Thanks for using Bambu.

The reason that you are observing different number of transcripts is because the filtering seems to be the same but actually is very different on those two outputs.

The filtering with the quantification step filters out non-full-length read supported transcripts, including annotated transcripts While the filtering without the quantification step filters out annotated transcripts, because we provide read count for novel transcripts only at this step

The correct way of comparing results from both would be that in the filtering step with the quantification, you can also filter out the annotated transcripts by `se<-bambu(reads=bam, annotations=bambuAnnotations, genome=ref,quant=TRUE,discovery=TRUE,trackReads=TRUE,yieldSize=1e8) seFiltered <- se[grepl("BambuTx", rownames(se))] writeBambuOutput(se, path=out) ' This should be giving you similar number of transcripts.

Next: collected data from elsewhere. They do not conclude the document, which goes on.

// This file is part of shoal, an interactive POSIX-style shell.
// Copyright (C) 2026 the shoal developers
//
// This program is free software: you can redistribute it and/or modify
// it under the terms of the GNU General Public License as published by
// the Free Software Foundation, either version 3 of the License, or
// (at your option) any later version.
//
// This program is distributed in the hope that it will be useful,
// but WITHOUT ANY WARRANTY; without even the implied warranty of
// MERCHANTABILITY or FITNESS FOR A PARTICULAR PURPOSE.  See the
// GNU General Public License for more details.
//
// You should have received a copy of the GNU General Public License
// along with this program.  If not, see <https://www.gnu.org/licenses/>.

//! Tokenization of arithmetic expressions

use std::ops::Range;
use thiserror::Error;

/// Operator token
#[derive(Clone, Copy, Debug, Eq, Hash, PartialEq)]
pub enum Operator {
    /// `?`
    Question,
    /// `:`
    Colon,
    /// `,`
    Comma,
    /// `|`
    Bar,
    /// `||`
    BarBar,
    /// `|=`
    BarEqual,
    /// `^`
    Caret,
    /// `^=`
    CaretEqual,
    /// `&`
    And,
    /// `&&`
    AndAnd,
    /// `&=`
    AndEqual,
    /// `=`
    Equal,
    /// `==`
    EqualEqual,
    /// `!`
    Bang,
    /// `!=`
    BangEqual,
    /// `<`
    Less,
    /// `<=`
    LessEqual,
    /// `<<`
    LessLess,
    /// `<<=`
    LessLessEqual,
    /// `>`
    Greater,
    /// `>=`
    GreaterEqual,
    /// `>>`
    GreaterGreater,
    /// `>>=`
    GreaterGreaterEqual,
    /// `+`
    Plus,
    /// `++`
    PlusPlus,
    /// `+=`
    PlusEqual,
    /// `-`
    Minus,
    /// `--`
    MinusMinus,
    /// `-=`
    MinusEqual,
    /// `*`
    Asterisk,
    /// `**`
    AsteriskAsterisk,
    /// `*=`
    AsteriskEqual,
    /// `/`
    Slash,
    /// `/=`
    SlashEqual,
    /// `%`
    Percent,
    /// `%=`
    PercentEqual,
    /// `~`
    Tilde,
    /// `(`
    OpenParen,
    /// `)`
    CloseParen,
}

/// Cause of a tokenization error
#[derive(Clone, Debug, Eq, Error, Hash, PartialEq)]
pub enum TokenError {
    /// A character that cannot start any token
    #[error("invalid character in arithmetic expression")]
    InvalidCharacter,
    /// A numeric constant containing invalid digits
    #[error("invalid numeric constant")]
    InvalidNumber,
}

/// Tokenization error with its position
#[derive(Clone, Debug, Eq, PartialEq)]
pub struct Error {
    pub cause: TokenError,
    pub location: Range<usize>,
}

/// Unit of the expression as seen by the evaluator
#[derive(Clone, Debug, Eq, PartialEq)]
pub enum TokenValue<'a> {
    /// Integer constant
    Number(i64),
    /// Identifier naming a variable
    Identifier(&'a str),
    /// Operator or punctuation
    Operator(Operator),
}

/// Token with its position in the expression
#[derive(Clone, Debug, Eq, PartialEq)]
pub struct Token<'a> {
    pub value: TokenValue<'a>,
    pub location: Range<usize>,
}

/// Iterator decomposing an expression into tokens
#[derive(Clone, Debug)]
pub struct Tokens<'a> {
    source: &'a str,
    index: usize,
}

impl<'a> Tokens<'a> {
    /// Creates a tokenizer over the given expression.
    #[must_use]
    pub fn new(source: &'a str) -> Self {
        Tokens { source, index: 0 }
    }

    /// Returns the next token without consuming it.
    #[must_use]
    pub fn peek(&self) -> Option<Result<Token<'a>, Error>> {
        self.clone().next()
    }

    fn rest(&self) -> &'a str {
        &self.source[self.index..]
    }

    fn operator(&mut self) -> Option<Operator> {
        use Operator::*;
        // Longest operators first so that `<<=` beats `<<` beats `<`.
        const TABLE: &[(&str, Operator)] = &[
            ("<<=", LessLessEqual),
            (">>=", GreaterGreaterEqual),
            ("**", AsteriskAsterisk),
            ("||", BarBar),
            ("&&", AndAnd),
            ("==", EqualEqual),
            ("!=", BangEqual),
            ("<=", LessEqual),
            (">=", GreaterEqual),
            ("<<", LessLess),
            (">>", GreaterGreater),
            ("++", PlusPlus),
            ("--", MinusMinus),
            ("+=", PlusEqual),
            ("-=", MinusEqual),
            ("*=", AsteriskEqual),
            ("/=", SlashEqual),
            ("%=", PercentEqual),
            ("&=", AndEqual),
            ("|=", BarEqual),
            ("^=", CaretEqual),
            ("?", Question),
            (":", Colon),
            (",", Comma),
            ("|", Bar),
            ("^", Caret),
            ("&", And),
            ("=", Equal),
            ("!", Bang),
            ("<", Less),
            (">", Greater),
            ("+", Plus),
            ("-", Minus),
            ("*", Asterisk),
            ("/", Slash),
            ("%", Percent),
            ("~", Tilde),
            ("(", OpenParen),
            (")", CloseParen),
        ];
        let rest = self.rest();
        for &(text, op) in TABLE {
            if rest.starts_with(text) {
                self.index += text.len();
                return Some(op);
            }
        }
        None
    }

    fn number(&mut self) -> Result<i64, TokenError> {
        let rest = self.rest();
        let len = rest
            .find(|c: char| !c.is_ascii_alphanumeric())
            .unwrap_or(rest.len());
        let text = &rest[..len];
        self.index += len;

        let parsed = if let Some(hex) = text.strip_prefix("0x").or_else(|| text.strip_prefix("0X"))
        {
            i64::from_str_radix(hex, 16)
        } else if text != "0" && text.starts_with('0') {
            i64::from_str_radix(&text[1..], 8)
        } else {
            text.parse()
        };
        parsed.map_err(|_| TokenError::InvalidNumber)
    }

    fn identifier(&mut self) -> &'a str {
        let rest = self.rest();
        let len = rest
            .find(|c: char| !c.is_ascii_alphanumeric() && c != '_')
            .unwrap_or(rest.len());
        self.index += len;
        &rest[..len]
    }
}

impl<'a> Iterator for Tokens<'a> {
    type Item = Result<Token<'a>, Error>;

    fn next(&mut self) -> Option<Self::Item> {
        let blanks = self
            .rest()
            .find(|c: char| !c.is_whitespace())
            .unwrap_or_else(|| self.rest().len());
        self.index += blanks;

        let start = self.index;
        let c = self.rest().chars().next()?;
        let result = if c.is_ascii_digit() {
            match self.number() {
                Ok(n) => Ok(TokenValue::Number(n)),
                Err(cause) => Err(cause),
            }
        } else if c.is_ascii_alphabetic() || c == '_' {
            Ok(TokenValue::Identifier(self.identifier()))
        } else {
            match self.operator() {
                Some(op) => Ok(TokenValue::Operator(op)),
                None => {
                    self.index += c.len_utf8();
                    Err(TokenError::InvalidCharacter)
                }
            }
        };

        let location = start..self.index;
        Some(match result {
            Ok(value) => Ok(Token { value, location }),
            Err(cause) => Err(Error { cause, location }),
        })
    }
}

#[cfg(test)]
mod tests {
    use super::*;

    fn values(source: &str) -> Vec<TokenValue<'_>> {
        Tokens::new(source).map(|r| r.unwrap().value).collect()
    }

    #[test]
    fn numbers() {
        assert_eq!(values("42"), [TokenValue::Number(42)]);
        assert_eq!(values("0"), [TokenValue::Number(0)]);
        assert_eq!(values("010"), [TokenValue::Number(8)]);
        assert_eq!(values("0x1F"), [TokenValue::Number(31)]);
    }

    #[test]
    fn bad_octal_digit() {
        let error = Tokens::new("08").next().unwrap().unwrap_err();
        assert_eq!(error.cause, TokenError::InvalidNumber);
        assert_eq!(error.location, 0..2);
    }

    #[test]
    fn identifiers_and_operators() {
        assert_eq!(
            values("a+b"),
            [
                TokenValue::Identifier("a"),
                TokenValue::Operator(Operator::Plus),
                TokenValue::Identifier("b"),
            ]
        );
    }

    #[test]
    fn greedy_operator_matching() {
        assert_eq!(
            values("a<<=b"),
            [
                TokenValue::Identifier("a"),
                TokenValue::Operator(Operator::LessLessEqual),
                TokenValue::Identifier("b"),
            ]
        );
        assert_eq!(
            values("1**2"),
            [
                TokenValue::Number(1),
                TokenValue::Operator(Operator::AsteriskAsterisk),
                TokenValue::Number(2),
            ]
        );
    }

    #[test]
    fn locations() {
        let tokens: Vec<_> = Tokens::new(" x + 1").map(|r| r.unwrap()).collect();
        assert_eq!(tokens[0].location, 1..2);
        assert_eq!(tokens[1].location, 3..4);
        assert_eq!(tokens[2].location, 5..6);
    }

    #[test]
    fn invalid_character() {
        let error = Tokens::new("#").next().unwrap().unwrap_err();
        assert_eq!(error.cause, TokenError::InvalidCharacter);
    }
}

But if you want the assembled transcripts for the RNA-seq data including both novel and annotated transcripts, you should probably use the one with quantification.

Thank you and hope this has clarified your question. Let us know if you have additional questions.

Thank you Warm regards, Ying

dudududu12138 commented 4 months ago

Hi @dudududu12138 ,

Thanks for using Bambu.

The reason that you are observing different number of transcripts is because the filtering seems to be the same but actually is very different on those two outputs.

The filtering with the quantification step filters out non-full-length read supported transcripts, including annotated transcripts While the filtering without the quantification step filters out annotated transcripts, because we provide read count for novel transcripts only at this step

The correct way of comparing results from both would be that in the filtering step with the quantification, you can also filter out the annotated transcripts by `se<-bambu(reads=bam, annotations=bambuAnnotations, genome=ref,quant=TRUE,discovery=TRUE,trackReads=TRUE,yieldSize=1e8) seFiltered <- se[grepl("BambuTx", rownames(se))] writeBambuOutput(se, path=out) ' This should be giving you similar number of transcripts.

But if you want the assembled transcripts for the RNA-seq data including both novel and annotated transcripts, you should probably use the one with quantification.

Thank you and hope this has clarified your question. Let us know if you have additional questions.

Thank you Warm regards, Ying

Thank you very much! I have no question now.